• What to do
The data beneath this task has to be reprinted character for character.

• Available data
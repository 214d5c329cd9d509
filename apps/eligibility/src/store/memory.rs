use std::collections::BTreeMap;

use async_trait::async_trait;
use chrono::Utc;
use tokio::sync::RwLock;
use tracing::info;

use crate::errors::AppError;
use crate::models::check::{CompanyProgramCheck, NewCheck};
use crate::models::company::{Company, CompanySnapshot};
use crate::models::program::{FundingProgram, ProgramDraft};
use crate::store::{CheckRepository, CompanyRepository, ProgramRepository};

#[derive(Debug, Default)]
struct Tables {
    companies: BTreeMap<i64, Company>,
    programs: BTreeMap<i64, FundingProgram>,
    checks: BTreeMap<i64, CompanyProgramCheck>,
    next_id: i64,
}

impl Tables {
    fn next_id(&mut self) -> i64 {
        self.next_id += 1;
        self.next_id
    }

    fn find_check(&self, company_id: i64, program_id: i64) -> Option<&CompanyProgramCheck> {
        self.checks
            .values()
            .find(|c| c.company_id == company_id && c.program_id == program_id)
    }

    /// Caller holds the write lock and has ruled out a duplicate pair.
    fn insert_check(&mut self, check: NewCheck) -> Result<CompanyProgramCheck, AppError> {
        if !self.companies.contains_key(&check.company_id) {
            return Err(AppError::NotFound(format!("Company {}", check.company_id)));
        }
        if !self.programs.contains_key(&check.program_id) {
            return Err(AppError::NotFound(format!("Funding program {}", check.program_id)));
        }

        let record = CompanyProgramCheck {
            id: self.next_id(),
            company_id: check.company_id,
            program_id: check.program_id,
            eligible: check.eligible,
            ai_response: check.ai_response,
            created_at: Utc::now(),
        };
        self.checks.insert(record.id, record.clone());
        Ok(record)
    }
}

/// Process-local store. Ids are unique across all tables and never reused.
#[derive(Debug, Default)]
pub struct InMemoryStore {
    tables: RwLock<Tables>,
}

impl InMemoryStore {
    pub fn new() -> Self {
        Self::default()
    }

    /// A store pre-loaded with `drafts`, e.g. `seeds::default_programs()`.
    pub async fn with_programs(drafts: Vec<ProgramDraft>) -> Result<Self, AppError> {
        let store = Self::new();
        for draft in drafts {
            store.create_program(draft).await?;
        }
        Ok(store)
    }
}

#[async_trait]
impl CompanyRepository for InMemoryStore {
    async fn find_company(&self, id: i64) -> Result<Option<Company>, AppError> {
        Ok(self.tables.read().await.companies.get(&id).cloned())
    }

    async fn find_company_by_cui(&self, cui: &str) -> Result<Option<Company>, AppError> {
        let tables = self.tables.read().await;
        Ok(tables.companies.values().find(|c| c.cui == cui).cloned())
    }

    async fn upsert_company(&self, cui: &str, snapshot: CompanySnapshot) -> Result<Company, AppError> {
        let mut tables = self.tables.write().await;

        if let Some(company) = tables.companies.values_mut().find(|c| c.cui == cui) {
            info!("Updating company {} with fresh registry data", company.id);
            company.snapshot = snapshot;
            company.updated_at = Utc::now();
            return Ok(company.clone());
        }

        let id = tables.next_id();
        info!("Creating company {id} for CUI {cui}");
        let company = Company {
            id,
            cui: cui.to_string(),
            snapshot,
            updated_at: Utc::now(),
        };
        tables.companies.insert(id, company.clone());
        Ok(company)
    }
}

#[async_trait]
impl ProgramRepository for InMemoryStore {
    async fn list_programs(&self) -> Result<Vec<FundingProgram>, AppError> {
        let mut programs: Vec<_> = self.tables.read().await.programs.values().cloned().collect();
        programs.sort_by(|a, b| a.title.cmp(&b.title));
        Ok(programs)
    }

    async fn list_active_programs(&self) -> Result<Vec<FundingProgram>, AppError> {
        let tables = self.tables.read().await;
        Ok(tables.programs.values().filter(|p| p.active).cloned().collect())
    }

    async fn find_program(&self, id: i64) -> Result<Option<FundingProgram>, AppError> {
        Ok(self.tables.read().await.programs.get(&id).cloned())
    }

    async fn create_program(&self, draft: ProgramDraft) -> Result<FundingProgram, AppError> {
        draft.validate()?;
        let mut tables = self.tables.write().await;
        let program = draft.into_program(tables.next_id());
        tables.programs.insert(program.id, program.clone());
        Ok(program)
    }

    async fn update_program(&self, id: i64, draft: ProgramDraft) -> Result<FundingProgram, AppError> {
        draft.validate()?;
        let mut tables = self.tables.write().await;
        let slot = tables
            .programs
            .get_mut(&id)
            .ok_or_else(|| AppError::NotFound(format!("Funding program {id}")))?;
        *slot = draft.into_program(id);
        Ok(slot.clone())
    }

    async fn delete_program(&self, id: i64) -> Result<(), AppError> {
        let mut tables = self.tables.write().await;
        tables
            .programs
            .remove(&id)
            .ok_or_else(|| AppError::NotFound(format!("Funding program {id}")))?;
        tables.checks.retain(|_, check| check.program_id != id);
        Ok(())
    }
}

#[async_trait]
impl CheckRepository for InMemoryStore {
    async fn find_check(
        &self,
        company_id: i64,
        program_id: i64,
    ) -> Result<Option<CompanyProgramCheck>, AppError> {
        Ok(self.tables.read().await.find_check(company_id, program_id).cloned())
    }

    async fn insert_check(&self, check: NewCheck) -> Result<CompanyProgramCheck, AppError> {
        let mut tables = self.tables.write().await;

        if tables.find_check(check.company_id, check.program_id).is_some() {
            return Err(AppError::Validation(format!(
                "company {} already has a check for program {}",
                check.company_id, check.program_id
            )));
        }
        tables.insert_check(check)
    }

    async fn find_or_insert_check(&self, check: NewCheck) -> Result<CompanyProgramCheck, AppError> {
        let mut tables = self.tables.write().await;

        if let Some(existing) = tables.find_check(check.company_id, check.program_id) {
            info!(
                "Check for company {} / program {} already stored, keeping {}",
                check.company_id, check.program_id, existing.id
            );
            return Ok(existing.clone());
        }
        tables.insert_check(check)
    }

    async fn checks_for_company(&self, company_id: i64) -> Result<Vec<CompanyProgramCheck>, AppError> {
        let tables = self.tables.read().await;
        Ok(tables
            .checks
            .values()
            .filter(|c| c.company_id == company_id)
            .cloned()
            .collect())
    }
}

• Answer for this exercise
repository 214d5c329cd9d509
filename apps/eligibility/src/store/memory.rs
use std::collections::BTreeMap;

use async_trait::async_trait;
use chrono::Utc;
use tokio::sync::RwLock;
use tracing::info;

use crate::errors::AppError;
use crate::models::check::{CompanyProgramCheck, NewCheck};
use crate::models::company::{Company, CompanySnapshot};
use crate::models::program::{FundingProgram, ProgramDraft};
use crate::store::{CheckRepository, CompanyRepository, ProgramRepository};

#[derive(Debug, Default)]
struct Tables {
    companies: BTreeMap<i64, Company>,
    programs: BTreeMap<i64, FundingProgram>,
    checks: BTreeMap<i64, CompanyProgramCheck>,
    next_id: i64,
}

impl Tables {
    fn next_id(&mut self) -> i64 {
        self.next_id += 1;
        self.next_id
    }

    fn find_check(&self, company_id: i64, program_id: i64) -> Option<&CompanyProgramCheck> {
        self.checks
            .values()
            .find(|c| c.company_id == company_id && c.program_id == program_id)
    }

    /// Caller holds the write lock and has ruled out a duplicate pair.
    fn insert_check(&mut self, check: NewCheck) -> Result<CompanyProgramCheck, AppError> {
        if !self.companies.contains_key(&check.company_id) {
            return Err(AppError::NotFound(format!("Company {}", check.company_id)));
        }
        if !self.programs.contains_key(&check.program_id) {
            return Err(AppError::NotFound(format!("Funding program {}", check.program_id)));
        }

        let record = CompanyProgramCheck {
            id: self.next_id(),
            company_id: check.company_id,
            program_id: check.program_id,
            eligible: check.eligible,
            ai_response: check.ai_response,
            created_at: Utc::now(),
        };
        self.checks.insert(record.id, record.clone());
        Ok(record)
    }
}

/// Process-local store. Ids are unique across all tables and never reused.
#[derive(Debug, Default)]
pub struct InMemoryStore {
    tables: RwLock<Tables>,
}

impl InMemoryStore {
    pub fn new() -> Self {
        Self::default()
    }

    /// A store pre-loaded with `drafts`, e.g. `seeds::default_programs()`.
    pub async fn with_programs(drafts: Vec<ProgramDraft>) -> Result<Self, AppError> {
        let store = Self::new();
        for draft in drafts {
            store.create_program(draft).await?;
        }
        Ok(store)
    }
}

#[async_trait]
impl CompanyRepository for InMemoryStore {
    async fn find_company(&self, id: i64) -> Result<Option<Company>, AppError> {
        Ok(self.tables.read().await.companies.get(&id).cloned())
    }

    async fn find_company_by_cui(&self, cui: &str) -> Result<Option<Company>, AppError> {
        let tables = self.tables.read().await;
        Ok(tables.companies.values().find(|c| c.cui == cui).cloned())
    }

    async fn upsert_company(&self, cui: &str, snapshot: CompanySnapshot) -> Result<Company, AppError> {
        let mut tables = self.tables.write().await;

        if let Some(company) = tables.companies.values_mut().find(|c| c.cui == cui) {
            info!("Updating company {} with fresh registry data", company.id);
            company.snapshot = snapshot;
            company.updated_at = Utc::now();
            return Ok(company.clone());
        }

        let id = tables.next_id();
        info!("Creating company {id} for CUI {cui}");
        let company = Company {
            id,
            cui: cui.to_string(),
            snapshot,
            updated_at: Utc::now(),
        };
        tables.companies.insert(id, company.clone());
        Ok(company)
    }
}

#[async_trait]
impl ProgramRepository for InMemoryStore {
    async fn list_programs(&self) -> Result<Vec<FundingProgram>, AppError> {
        let mut programs: Vec<_> = self.tables.read().await.programs.values().cloned().collect();
        programs.sort_by(|a, b| a.title.cmp(&b.title));
        Ok(programs)
    }

    async fn list_active_programs(&self) -> Result<Vec<FundingProgram>, AppError> {
        let tables = self.tables.read().await;
        Ok(tables.programs.values().filter(|p| p.active).cloned().collect())
    }

    async fn find_program(&self, id: i64) -> Result<Option<FundingProgram>, AppError> {
        Ok(self.tables.read().await.programs.get(&id).cloned())
    }

    async fn create_program(&self, draft: ProgramDraft) -> Result<FundingProgram, AppError> {
        draft.validate()?;
        let mut tables = self.tables.write().await;
        let program = draft.into_program(tables.next_id());
        tables.programs.insert(program.id, program.clone());
        Ok(program)
    }

    async fn update_program(&self, id: i64, draft: ProgramDraft) -> Result<FundingProgram, AppError> {
        draft.validate()?;
        let mut tables = self.tables.write().await;
        let slot = tables
            .programs
            .get_mut(&id)
            .ok_or_else(|| AppError::NotFound(format!("Funding program {id}")))?;
        *slot = draft.into_program(id);
        Ok(slot.clone())
    }

    async fn delete_program(&self, id: i64) -> Result<(), AppError> {
        let mut tables = self.tables.write().await;
        tables
            .programs
            .remove(&id)
            .ok_or_else(|| AppError::NotFound(format!("Funding program {id}")))?;
        tables.checks.retain(|_, check| check.program_id != id);
        Ok(())
    }
}

#[async_trait]
impl CheckRepository for InMemoryStore {
    async fn find_check(
        &self,
        company_id: i64,
        program_id: i64,
    ) -> Result<Option<CompanyProgramCheck>, AppError> {
        Ok(self.tables.read().await.find_check(company_id, program_id).cloned())
    }

    async fn insert_check(&self, check: NewCheck) -> Result<CompanyProgramCheck, AppError> {
        let mut tables = self.tables.write().await;

        if tables.find_check(check.company_id, check.program_id).is_some() {
            return Err(AppError::Validation(format!(
                "company {} already has a check for program {}",
                check.company_id, check.program_id
            )));
        }
        tables.insert_check(check)
    }

    async fn find_or_insert_check(&self, check: NewCheck) -> Result<CompanyProgramCheck, AppError> {
        let mut tables = self.tables.write().await;

        if let Some(existing) = tables.find_check(check.company_id, check.program_id) {
            info!(
                "Check for company {} / program {} already stored, keeping {}",
                check.company_id, check.program_id, existing.id
            );
            return Ok(existing.clone());
        }
        tables.insert_check(check)
    }

    async fn checks_for_company(&self, company_id: i64) -> Result<Vec<CompanyProgramCheck>, AppError> {
        let tables = self.tables.read().await;
        Ok(tables
            .checks
            .values()
            .filter(|c| c.company_id == company_id)
            .cloned()
            .collect())
    }
}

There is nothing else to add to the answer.